→ **Assignment**: Repeat only the stretch of lines below that runs from the line with "self.get_f64_or_default(config_keys::ELIMINATION_THRESHOLD, 8.0)" through the line with "async fn get_score_max(&self)", unaltered.

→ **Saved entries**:
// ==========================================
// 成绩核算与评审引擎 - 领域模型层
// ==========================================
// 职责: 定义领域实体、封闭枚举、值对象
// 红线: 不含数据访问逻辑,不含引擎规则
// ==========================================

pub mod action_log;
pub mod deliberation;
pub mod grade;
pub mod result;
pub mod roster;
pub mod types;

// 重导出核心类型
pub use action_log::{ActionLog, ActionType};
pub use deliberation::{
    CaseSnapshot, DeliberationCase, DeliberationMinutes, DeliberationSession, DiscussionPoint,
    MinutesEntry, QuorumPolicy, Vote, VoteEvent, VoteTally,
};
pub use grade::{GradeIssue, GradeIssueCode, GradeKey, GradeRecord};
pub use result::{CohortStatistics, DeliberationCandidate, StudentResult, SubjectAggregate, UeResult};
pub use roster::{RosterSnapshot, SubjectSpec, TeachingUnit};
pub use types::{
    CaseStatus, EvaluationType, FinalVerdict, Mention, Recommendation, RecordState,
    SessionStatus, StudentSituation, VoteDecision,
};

---

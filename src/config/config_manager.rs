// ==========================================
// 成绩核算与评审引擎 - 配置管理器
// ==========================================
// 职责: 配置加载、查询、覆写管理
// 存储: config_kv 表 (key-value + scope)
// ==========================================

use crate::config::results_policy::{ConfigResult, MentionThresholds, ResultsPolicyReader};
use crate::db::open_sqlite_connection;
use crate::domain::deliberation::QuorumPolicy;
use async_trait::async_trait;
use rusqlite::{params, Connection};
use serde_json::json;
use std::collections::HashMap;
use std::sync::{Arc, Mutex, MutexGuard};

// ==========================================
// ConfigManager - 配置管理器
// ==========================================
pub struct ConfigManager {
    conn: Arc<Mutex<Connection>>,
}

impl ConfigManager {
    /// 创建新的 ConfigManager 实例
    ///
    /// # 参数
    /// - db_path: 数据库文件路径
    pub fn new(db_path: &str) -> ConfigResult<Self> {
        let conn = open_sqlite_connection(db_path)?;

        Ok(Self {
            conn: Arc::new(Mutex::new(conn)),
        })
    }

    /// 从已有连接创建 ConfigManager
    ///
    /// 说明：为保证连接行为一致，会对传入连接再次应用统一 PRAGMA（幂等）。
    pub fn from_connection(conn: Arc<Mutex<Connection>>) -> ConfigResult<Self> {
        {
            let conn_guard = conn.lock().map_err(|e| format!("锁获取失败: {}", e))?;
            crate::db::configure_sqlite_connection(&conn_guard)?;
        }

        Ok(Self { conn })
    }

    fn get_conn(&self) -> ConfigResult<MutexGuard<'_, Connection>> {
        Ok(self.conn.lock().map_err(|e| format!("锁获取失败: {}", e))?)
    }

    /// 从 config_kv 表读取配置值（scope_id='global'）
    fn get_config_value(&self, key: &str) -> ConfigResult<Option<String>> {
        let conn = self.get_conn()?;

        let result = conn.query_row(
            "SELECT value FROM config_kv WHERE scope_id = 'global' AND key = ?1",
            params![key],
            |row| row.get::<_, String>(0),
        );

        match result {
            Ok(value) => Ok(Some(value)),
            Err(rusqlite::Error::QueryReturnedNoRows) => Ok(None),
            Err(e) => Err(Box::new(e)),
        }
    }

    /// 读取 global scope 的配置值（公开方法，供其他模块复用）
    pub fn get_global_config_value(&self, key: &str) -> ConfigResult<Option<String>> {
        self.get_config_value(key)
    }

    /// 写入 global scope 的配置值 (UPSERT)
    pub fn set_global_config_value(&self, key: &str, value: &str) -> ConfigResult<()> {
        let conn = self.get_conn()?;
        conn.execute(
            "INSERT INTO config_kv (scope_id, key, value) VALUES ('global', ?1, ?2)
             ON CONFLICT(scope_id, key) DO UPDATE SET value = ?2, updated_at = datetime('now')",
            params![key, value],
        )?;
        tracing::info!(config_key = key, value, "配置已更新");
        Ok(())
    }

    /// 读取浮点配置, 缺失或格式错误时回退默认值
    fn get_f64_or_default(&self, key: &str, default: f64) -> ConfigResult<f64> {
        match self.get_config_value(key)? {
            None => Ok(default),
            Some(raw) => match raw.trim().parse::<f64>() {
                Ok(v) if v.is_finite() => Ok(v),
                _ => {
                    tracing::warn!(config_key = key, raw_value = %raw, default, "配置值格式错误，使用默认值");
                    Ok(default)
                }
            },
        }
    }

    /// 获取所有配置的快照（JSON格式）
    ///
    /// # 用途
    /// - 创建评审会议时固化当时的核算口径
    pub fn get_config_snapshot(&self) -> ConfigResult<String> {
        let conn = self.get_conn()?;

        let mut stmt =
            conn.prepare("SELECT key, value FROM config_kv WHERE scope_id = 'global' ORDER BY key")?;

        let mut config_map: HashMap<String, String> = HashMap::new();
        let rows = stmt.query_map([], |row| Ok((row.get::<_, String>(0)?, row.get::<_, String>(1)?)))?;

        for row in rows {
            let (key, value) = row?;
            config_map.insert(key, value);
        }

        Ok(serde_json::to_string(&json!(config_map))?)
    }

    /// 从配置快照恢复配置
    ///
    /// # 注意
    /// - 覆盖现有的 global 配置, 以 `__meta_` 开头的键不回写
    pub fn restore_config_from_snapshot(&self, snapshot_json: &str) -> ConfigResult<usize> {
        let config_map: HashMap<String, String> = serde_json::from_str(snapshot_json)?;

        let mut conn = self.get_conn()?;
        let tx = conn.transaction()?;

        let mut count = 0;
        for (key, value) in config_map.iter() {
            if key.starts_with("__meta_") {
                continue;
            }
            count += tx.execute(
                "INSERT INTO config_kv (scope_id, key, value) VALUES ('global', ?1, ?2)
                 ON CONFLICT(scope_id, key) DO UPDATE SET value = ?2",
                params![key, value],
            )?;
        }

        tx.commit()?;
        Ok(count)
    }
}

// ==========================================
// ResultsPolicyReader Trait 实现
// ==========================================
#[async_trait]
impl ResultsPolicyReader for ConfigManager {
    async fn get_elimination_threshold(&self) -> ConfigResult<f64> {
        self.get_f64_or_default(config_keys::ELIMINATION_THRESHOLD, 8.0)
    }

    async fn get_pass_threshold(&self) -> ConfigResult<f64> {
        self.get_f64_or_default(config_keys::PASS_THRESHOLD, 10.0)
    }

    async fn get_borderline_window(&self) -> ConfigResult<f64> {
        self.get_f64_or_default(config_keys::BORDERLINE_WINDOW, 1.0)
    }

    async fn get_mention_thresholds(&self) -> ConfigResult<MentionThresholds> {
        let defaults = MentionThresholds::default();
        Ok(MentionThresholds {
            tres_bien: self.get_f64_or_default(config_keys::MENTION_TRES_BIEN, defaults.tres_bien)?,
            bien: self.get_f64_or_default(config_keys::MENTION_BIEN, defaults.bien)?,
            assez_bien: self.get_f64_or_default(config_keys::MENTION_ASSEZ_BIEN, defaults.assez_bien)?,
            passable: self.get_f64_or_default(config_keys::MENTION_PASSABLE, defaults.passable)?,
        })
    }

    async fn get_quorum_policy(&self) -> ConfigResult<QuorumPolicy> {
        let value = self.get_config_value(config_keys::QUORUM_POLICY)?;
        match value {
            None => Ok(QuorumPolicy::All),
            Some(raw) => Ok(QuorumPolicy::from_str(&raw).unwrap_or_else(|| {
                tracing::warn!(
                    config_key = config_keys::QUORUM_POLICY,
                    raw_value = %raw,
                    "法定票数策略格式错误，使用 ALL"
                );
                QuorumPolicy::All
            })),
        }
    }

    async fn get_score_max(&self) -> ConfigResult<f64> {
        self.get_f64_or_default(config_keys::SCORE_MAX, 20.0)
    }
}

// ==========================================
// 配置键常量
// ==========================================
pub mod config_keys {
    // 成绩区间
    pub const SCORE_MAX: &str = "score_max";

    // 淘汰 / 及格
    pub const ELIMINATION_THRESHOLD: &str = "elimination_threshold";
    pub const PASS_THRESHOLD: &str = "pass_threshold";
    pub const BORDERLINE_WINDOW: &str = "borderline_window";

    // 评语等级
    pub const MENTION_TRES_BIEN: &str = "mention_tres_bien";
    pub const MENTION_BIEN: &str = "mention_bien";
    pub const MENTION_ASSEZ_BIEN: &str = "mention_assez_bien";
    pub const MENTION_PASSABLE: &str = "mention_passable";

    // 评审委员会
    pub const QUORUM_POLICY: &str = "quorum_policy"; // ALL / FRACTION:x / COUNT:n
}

...

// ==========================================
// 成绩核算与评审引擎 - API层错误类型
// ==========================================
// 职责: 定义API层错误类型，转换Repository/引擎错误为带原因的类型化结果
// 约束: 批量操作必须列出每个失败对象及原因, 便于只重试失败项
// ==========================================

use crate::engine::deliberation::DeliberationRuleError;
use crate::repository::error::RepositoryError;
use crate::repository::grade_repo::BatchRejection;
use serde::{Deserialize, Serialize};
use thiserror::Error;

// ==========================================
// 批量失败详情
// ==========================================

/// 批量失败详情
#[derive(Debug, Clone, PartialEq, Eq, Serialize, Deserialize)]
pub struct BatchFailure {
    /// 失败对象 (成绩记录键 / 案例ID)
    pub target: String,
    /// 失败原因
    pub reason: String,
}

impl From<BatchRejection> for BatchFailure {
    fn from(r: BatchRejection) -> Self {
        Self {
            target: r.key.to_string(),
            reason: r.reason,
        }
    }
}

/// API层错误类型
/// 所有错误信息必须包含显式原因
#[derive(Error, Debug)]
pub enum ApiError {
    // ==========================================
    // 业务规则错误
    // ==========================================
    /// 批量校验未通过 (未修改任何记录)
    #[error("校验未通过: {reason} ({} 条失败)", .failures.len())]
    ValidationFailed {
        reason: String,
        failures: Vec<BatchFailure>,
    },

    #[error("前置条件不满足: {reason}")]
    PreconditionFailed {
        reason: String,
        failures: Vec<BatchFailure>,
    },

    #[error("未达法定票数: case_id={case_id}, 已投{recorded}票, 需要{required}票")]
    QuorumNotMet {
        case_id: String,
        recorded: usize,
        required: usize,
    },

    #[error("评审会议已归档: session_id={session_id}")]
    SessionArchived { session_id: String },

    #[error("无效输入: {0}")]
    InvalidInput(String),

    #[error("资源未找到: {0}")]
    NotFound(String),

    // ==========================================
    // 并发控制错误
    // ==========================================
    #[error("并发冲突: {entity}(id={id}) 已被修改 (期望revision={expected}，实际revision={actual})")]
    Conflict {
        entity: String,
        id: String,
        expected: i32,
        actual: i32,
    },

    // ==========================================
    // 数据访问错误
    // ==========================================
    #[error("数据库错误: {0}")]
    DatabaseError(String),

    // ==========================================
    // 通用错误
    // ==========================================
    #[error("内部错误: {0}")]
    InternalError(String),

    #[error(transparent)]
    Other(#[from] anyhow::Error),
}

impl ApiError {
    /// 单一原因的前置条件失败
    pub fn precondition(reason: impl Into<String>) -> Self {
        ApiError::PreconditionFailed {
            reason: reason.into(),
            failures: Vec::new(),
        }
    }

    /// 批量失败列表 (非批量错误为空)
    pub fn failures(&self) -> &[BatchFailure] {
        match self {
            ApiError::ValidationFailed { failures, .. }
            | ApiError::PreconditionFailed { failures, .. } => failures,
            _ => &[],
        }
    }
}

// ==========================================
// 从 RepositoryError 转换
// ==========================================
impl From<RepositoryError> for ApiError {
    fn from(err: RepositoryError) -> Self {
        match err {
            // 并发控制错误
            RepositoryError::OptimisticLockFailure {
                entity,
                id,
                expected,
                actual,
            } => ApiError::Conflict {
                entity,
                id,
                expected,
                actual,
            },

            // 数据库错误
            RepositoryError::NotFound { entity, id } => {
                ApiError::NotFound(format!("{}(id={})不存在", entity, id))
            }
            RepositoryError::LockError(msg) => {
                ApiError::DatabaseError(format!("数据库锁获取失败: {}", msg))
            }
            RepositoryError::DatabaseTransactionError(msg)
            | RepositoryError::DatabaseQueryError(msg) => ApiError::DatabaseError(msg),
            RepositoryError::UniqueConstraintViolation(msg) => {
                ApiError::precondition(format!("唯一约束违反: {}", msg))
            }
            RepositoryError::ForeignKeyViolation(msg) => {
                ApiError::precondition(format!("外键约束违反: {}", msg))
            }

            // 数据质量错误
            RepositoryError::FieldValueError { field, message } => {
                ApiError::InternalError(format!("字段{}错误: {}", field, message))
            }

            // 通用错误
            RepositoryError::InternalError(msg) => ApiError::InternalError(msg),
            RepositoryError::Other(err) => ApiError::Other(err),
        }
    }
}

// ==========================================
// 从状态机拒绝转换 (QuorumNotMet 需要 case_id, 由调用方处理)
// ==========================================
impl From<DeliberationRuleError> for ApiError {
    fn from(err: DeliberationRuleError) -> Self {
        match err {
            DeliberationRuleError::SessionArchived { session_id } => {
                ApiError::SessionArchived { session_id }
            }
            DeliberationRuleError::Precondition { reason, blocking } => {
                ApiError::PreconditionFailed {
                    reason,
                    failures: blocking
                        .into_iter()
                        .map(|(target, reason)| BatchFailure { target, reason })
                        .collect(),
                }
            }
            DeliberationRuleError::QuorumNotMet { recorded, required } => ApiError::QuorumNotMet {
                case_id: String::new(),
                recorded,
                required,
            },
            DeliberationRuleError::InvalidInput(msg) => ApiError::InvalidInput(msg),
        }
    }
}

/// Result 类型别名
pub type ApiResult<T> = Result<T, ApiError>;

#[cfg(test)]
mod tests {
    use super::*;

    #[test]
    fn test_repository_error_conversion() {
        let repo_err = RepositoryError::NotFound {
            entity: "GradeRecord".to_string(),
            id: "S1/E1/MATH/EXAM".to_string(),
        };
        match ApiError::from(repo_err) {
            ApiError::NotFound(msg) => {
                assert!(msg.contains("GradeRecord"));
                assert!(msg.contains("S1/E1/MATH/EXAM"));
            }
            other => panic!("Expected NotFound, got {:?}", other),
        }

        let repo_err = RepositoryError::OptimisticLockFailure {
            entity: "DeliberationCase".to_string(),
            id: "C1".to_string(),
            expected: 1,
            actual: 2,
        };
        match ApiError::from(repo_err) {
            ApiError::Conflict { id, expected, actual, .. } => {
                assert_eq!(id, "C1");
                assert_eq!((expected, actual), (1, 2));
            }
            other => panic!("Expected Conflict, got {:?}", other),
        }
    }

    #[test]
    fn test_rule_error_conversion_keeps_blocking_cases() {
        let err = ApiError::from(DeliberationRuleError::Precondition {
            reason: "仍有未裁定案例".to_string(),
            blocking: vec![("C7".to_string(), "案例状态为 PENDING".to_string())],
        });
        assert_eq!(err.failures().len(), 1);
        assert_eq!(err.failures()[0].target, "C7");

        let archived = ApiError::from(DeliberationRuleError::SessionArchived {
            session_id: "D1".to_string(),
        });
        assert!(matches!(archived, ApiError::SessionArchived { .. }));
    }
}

→ **The answer**:
        self.get_f64_or_default(config_keys::ELIMINATION_THRESHOLD, 8.0)
    }

    async fn get_pass_threshold(&self) -> ConfigResult<f64> {
        self.get_f64_or_default(config_keys::PASS_THRESHOLD, 10.0)
    }

    async fn get_borderline_window(&self) -> ConfigResult<f64> {
        self.get_f64_or_default(config_keys::BORDERLINE_WINDOW, 1.0)
    }

    async fn get_mention_thresholds(&self) -> ConfigResult<MentionThresholds> {
        let defaults = MentionThresholds::default();
        Ok(MentionThresholds {
            tres_bien: self.get_f64_or_default(config_keys::MENTION_TRES_BIEN, defaults.tres_bien)?,
            bien: self.get_f64_or_default(config_keys::MENTION_BIEN, defaults.bien)?,
            assez_bien: self.get_f64_or_default(config_keys::MENTION_ASSEZ_BIEN, defaults.assez_bien)?,
            passable: self.get_f64_or_default(config_keys::MENTION_PASSABLE, defaults.passable)?,
        })
    }

    async fn get_quorum_policy(&self) -> ConfigResult<QuorumPolicy> {
        let value = self.get_config_value(config_keys::QUORUM_POLICY)?;
        match value {
            None => Ok(QuorumPolicy::All),
            Some(raw) => Ok(QuorumPolicy::from_str(&raw).unwrap_or_else(|| {
                tracing::warn!(
                    config_key = config_keys::QUORUM_POLICY,
                    raw_value = %raw,
                    "法定票数策略格式错误，使用 ALL"
                );
                QuorumPolicy::All
            })),
        }
    }

    async fn get_score_max(&self) -> ConfigResult<f64> {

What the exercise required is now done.